Selon les instructions de García-Castellón, lors de cette réunion était prévue l’action de Tsunami Democràtic, une structure créée pour diriger la protestation sociale massive contre la Cour suprême et, au-delà de ce but intermédiaire, pour « mettre l’État en échec » (dans le paroles de ses dirigeants) et l’obliger à négocier l’autodétermination de la Catalogne.
« Transférer le doute au président »
Quelques jours avant cette réunion, le 22 août 2019, l’une des personnes interrogées, Jesús Rodríguez Sellés, avait envoyé un message via Signal à Josep Lluis Alay, directeur du bureau de Puigdemont.
Rodríguez lui a déclaré que « le Groupe démocratique de coordination du Tsunami a des doutes sur la date du lancement du mouvement sur les réseaux sociaux, considérant le 26 août avec le soutien dont ils disposaient à cette époque, ou le 30 août, après la réunion prévue à Genève. Il demande donc de « transférer le doute au président ».

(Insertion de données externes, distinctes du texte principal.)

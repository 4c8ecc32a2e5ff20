use anyhow::Result;
use serde::{Deserialize, Serialize};
use std::path::PathBuf;
use std::time::Duration;

use crate::audio::session::MAX_HISTORY;
use crate::storage::MAX_VOLUME;

#[derive(Debug, Clone, Deserialize, Serialize)]
pub struct Config {
    // Discord
    pub discord_token: String,
    pub application_id: u64,
    pub guild_id: Option<u64>, // Para comandos de desarrollo

    // Nodo de audio
    pub lavalink_host: String,
    pub lavalink_port: u16,
    pub lavalink_password: String,
    pub lavalink_secure: bool,
    pub node_request_timeout_secs: u64,
    pub node_reconnect_max_attempts: u32,
    pub node_reconnect_base_delay_ms: u64,
    pub search_prefix: String,

    // Reproducción
    pub default_volume: u16, // Porcentaje 0-200
    pub max_queue_size: usize,
    pub history_capacity: usize,

    // Paths
    pub data_dir: PathBuf,
}

impl Config {
    pub fn load() -> Result<Self> {
        dotenvy::dotenv().ok();

        let config = Self {
            // Discord
            discord_token: std::env::var("DISCORD_TOKEN")?,
            application_id: std::env::var("APPLICATION_ID")?.parse()?,
            guild_id: std::env::var("GUILD_ID").ok().and_then(|s| s.parse().ok()),

            // Nodo de audio
            lavalink_host: std::env::var("LAVALINK_HOST")
                .unwrap_or_else(|_| "localhost".to_string()),
            lavalink_port: std::env::var("LAVALINK_PORT")
                .unwrap_or_else(|_| "2333".to_string())
                .parse()?,
            lavalink_password: std::env::var("LAVALINK_PASSWORD")
                .unwrap_or_else(|_| "youshallnotpass".to_string()),
            lavalink_secure: std::env::var("LAVALINK_SECURE")
                .unwrap_or_else(|_| "false".to_string())
                .parse()?,
            node_request_timeout_secs: std::env::var("NODE_REQUEST_TIMEOUT_SECS")
                .unwrap_or_else(|_| "15".to_string())
                .parse()?,
            node_reconnect_max_attempts: std::env::var("NODE_RECONNECT_MAX_ATTEMPTS")
                .unwrap_or_else(|_| "5".to_string())
                .parse()?,
            node_reconnect_base_delay_ms: std::env::var("NODE_RECONNECT_BASE_DELAY_MS")
                .unwrap_or_else(|_| "1000".to_string())
                .parse()?,
            search_prefix: std::env::var("SEARCH_PREFIX")
                .unwrap_or_else(|_| "ytsearch".to_string()),

            // Reproducción
            default_volume: std::env::var("DEFAULT_VOLUME")
                .unwrap_or_else(|_| "100".to_string())
                .parse()?,
            max_queue_size: std::env::var("MAX_QUEUE_SIZE")
                .unwrap_or_else(|_| "1000".to_string())
                .parse()?,
            history_capacity: std::env::var("HISTORY_CAPACITY")
                .unwrap_or_else(|_| MAX_HISTORY.to_string())
                .parse()?,

            // Paths
            data_dir: std::env::var("DATA_DIR")
                .unwrap_or_else(|_| "./data".to_string())
                .into(),
        };

        std::fs::create_dir_all(&config.data_dir)?;

        if config.application_id == 0 {
            anyhow::bail!("APPLICATION_ID cannot be 0");
        }
        config.validate()?;

        Ok(config)
    }

    /// Validates configuration values for correctness.
    ///
    /// # Validation Rules
    ///
    /// - Default volume must be between 0 and 200
    /// - Node request timeout must be between 10 and 30 seconds
    /// - Queue size must be greater than 0
    /// - History capacity must be between 1 and 100
    /// - Development guild id, when set, must not be 0
    pub fn validate(&self) -> Result<()> {
        if self.guild_id == Some(0) {
            anyhow::bail!("GUILD_ID cannot be 0");
        }

        if self.default_volume > MAX_VOLUME {
            anyhow::bail!("Default volume must be between 0 and {}, got: {}", MAX_VOLUME, self.default_volume);
        }

        if !(10..=30).contains(&self.node_request_timeout_secs) {
            anyhow::bail!(
                "Node request timeout must be between 10 and 30 seconds, got: {}",
                self.node_request_timeout_secs
            );
        }

        if self.max_queue_size == 0 {
            anyhow::bail!("Max queue size must be greater than 0");
        }

        if self.history_capacity == 0 || self.history_capacity > MAX_HISTORY {
            anyhow::bail!(
                "History capacity must be between 1 and {}, got: {}",
                MAX_HISTORY,
                self.history_capacity
            );
        }

        if self.search_prefix.trim().is_empty() {
            anyhow::bail!("Search prefix cannot be empty");
        }

        Ok(())
    }

    pub fn node_request_timeout(&self) -> Duration {
        Duration::from_secs(self.node_request_timeout_secs)
    }

    pub fn node_reconnect_base_delay(&self) -> Duration {
        Duration::from_millis(self.node_reconnect_base_delay_ms)
    }

    /// Returns a summary of the current configuration for logging.
    ///
    /// Excludes the Discord token and the node password.
    pub fn summary(&self) -> String {
        format!(
            "Config Summary:\n  \
            Discord: App ID {} (Guild: {})\n  \
            Node: {}://{}:{} (timeout {}s, {} reconnect attempts)\n  \
            Playback: {}% vol, {} queue, {} history\n  \
            Data: {}",
            self.application_id,
            self.guild_id.map_or("global".to_string(), |id| id.to_string()),
            if self.lavalink_secure { "https" } else { "http" },
            self.lavalink_host,
            self.lavalink_port,
            self.node_request_timeout_secs,
            self.node_reconnect_max_attempts,
            self.default_volume,
            self.max_queue_size,
            self.history_capacity,
            self.data_dir.display()
        )
    }
}

/// Default configuration values.
///
/// Used as fallbacks when environment variables are not provided.
impl Default for Config {
    fn default() -> Self {
        Self {
            // Discord (no defaults - must be provided)
            discord_token: String::new(),
            application_id: 0,
            guild_id: None,

            lavalink_host: "localhost".to_string(),
            lavalink_port: 2333,
            lavalink_password: "youshallnotpass".to_string(),
            lavalink_secure: false,
            node_request_timeout_secs: 15,
            node_reconnect_max_attempts: 5,
            node_reconnect_base_delay_ms: 1000,
            search_prefix: "ytsearch".to_string(),

            default_volume: 100,
            max_queue_size: 1000,
            history_capacity: MAX_HISTORY,

            data_dir: "./data".into(),
        }
    }
}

Pour les procureurs, ce message révèle la position managériale qu’occuperait Puigdemont par rapport aux actions de Tsunami Democràtic.
« S’il y a quelqu’un de mort »
Une autre conversation, cette fois entre Puigdemont lui-même et José Campmajó, mis en examen, revêt une importance particulière pour les procureurs.
Se produce entre los días 18 y 20 de octubre de 2019, es decir, tras la sentencia condenatoria del Supremo y en medio de las acciones más violentas de Tsunami, como la toma del aeropuerto de El Prat o los disturbios en Vía Layetana y Plaza Urquinaona de Barcelone.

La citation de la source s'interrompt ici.